City Manager Byron Johnson says the province is essentially offering the city a discount to do it…

“What the province is essentially offering us is a discounted way to get into the electric vehicle charging station scenario, so what they’re suggesting is that the municipality could fund for a share of between 25-hundred dollars and five thousand dollars per station on the installation and operations of these for a five year period. They say the full value is 14 thousand dollars so we would have to pay up to five thousand dollars per station.”

Quesnel’s share will come out of the City’s carbon reserve.

Councillor Tony Goulet moved the motion and was a big supporter of it…

“If we’re looking at inviting people into our community it might be a great opportunity for them to stop here, charge their vehicle, partake in the city activities and look around the community while their vehicle is charging. I know it takes a while for them to be charged.”

Councillor Mitch Vik talked about not wanting to be the gap in the charging routes for electric vehicles…

“If someone is planning a trip through our territory, if we don’t have charging stations there is a high likelihood that we will be bypassed. I think even if it is a token two stations, there is a very well designed website that articulates where charging stations are located in the Interior of BC. So I think even if we have two to begin with when one is studying the map of where one can charge a car, Quesnel would not be bypassed. They wouldn’t drive onto Prince George or stop in Williams Lake. So on that principle alone, I would support that.”

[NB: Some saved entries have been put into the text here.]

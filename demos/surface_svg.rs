use plotters::prelude::*;
use trimesh_grid::{Surface, SurfaceConfig};
use tracing_subscriber::EnvFilter;

fn main() -> Result<(), Box<dyn std::error::Error>> {
    tracing_subscriber::fmt()
        .with_env_filter(EnvFilter::try_from_default_env().unwrap_or_else(|_| EnvFilter::new("debug")))
        .init();

    run_example("surface_10.svg", SurfaceConfig::new(10).with_seed(1))?;
    run_example("surface_30.svg", SurfaceConfig::new(30).with_seed(2))?;
    run_example("surface_partial.svg", SurfaceConfig::new(20).with_seed(3).with_edge_budget(300))?;

    Ok(())
}

fn run_example(filename: &str, config: SurfaceConfig) -> Result<(), Box<dyn std::error::Error>> {
    let surface = Surface::generate(config)?;
    let grid = surface.grid();
    let extent = grid.size() as f64;

    let root = SVGBackend::new(filename, (1024, 1024)).into_drawing_area();
    root.fill(&WHITE)?;

    let mut chart = ChartBuilder::on(&root)
        .margin(10)
        .build_cartesian_2d(-0.5..extent + 0.5, -0.5..extent + 0.5)?;

    // Draw lattice cells
    for i in 0..=grid.size() {
        let v = i as f64;
        chart.draw_series(std::iter::once(PathElement::new(vec![(v, 0.0), (v, extent)], BLACK.mix(0.1))))?;
        chart.draw_series(std::iter::once(PathElement::new(vec![(0.0, v), (extent, v)], BLACK.mix(0.1))))?;
    }

    // Draw triangles, shaded by height
    for triangle in surface.triangles() {
        let [a, b, c] = triangle.vertices().map(|v| grid.point(v));
        let height = (a[2] + b[2] + c[2]) / 3.0;
        let poly = vec![(a[0], a[1]), (b[0], b[1]), (c[0], c[1])];

        chart.draw_series(std::iter::once(Polygon::new(
            poly.clone(),
            BLUE.mix(0.1 + 0.4 * height).filled(),
        )))?;

        let mut outline = poly;
        outline.push(outline[0]);
        chart.draw_series(std::iter::once(PathElement::new(outline, BLACK.mix(0.5))))?;
    }

    // Draw points
    let points: Vec<(f64, f64)> = grid.points().iter().map(|p| (p[0], p[1])).collect();
    chart.draw_series(points.iter().map(|&p| Circle::new(p, 2, RED.filled())))?;

    root.present()?;
    println!(
        "Output saved to {} ({} triangles, complete: {})",
        filename,
        surface.triangle_count(),
        surface.is_complete()
    );
    Ok(())
}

Councillor Ron Paull suggested charging for the charge, but there didn’t seem to be an appetite to do that around the Council table.

He also expressed some concern about publicly funded charging stations competing with charging stations that are already in place by the public sector…

“I wouldn’t want to see us go to the point where we’re going to put in a whole bunch of charging stations to the point where we would be discouraging the private sector from putting in charging stations on their own.”

The initiative has been branded Charge North and represents six regional districts and 37 municipalities across northern and central B.C. to electrify over 2,780 kilometers of highway from south of Kamloops to Haida Gwaii.

The province is committed to introducing regulation mandating that by 2040 every new car sold in BC will be electric.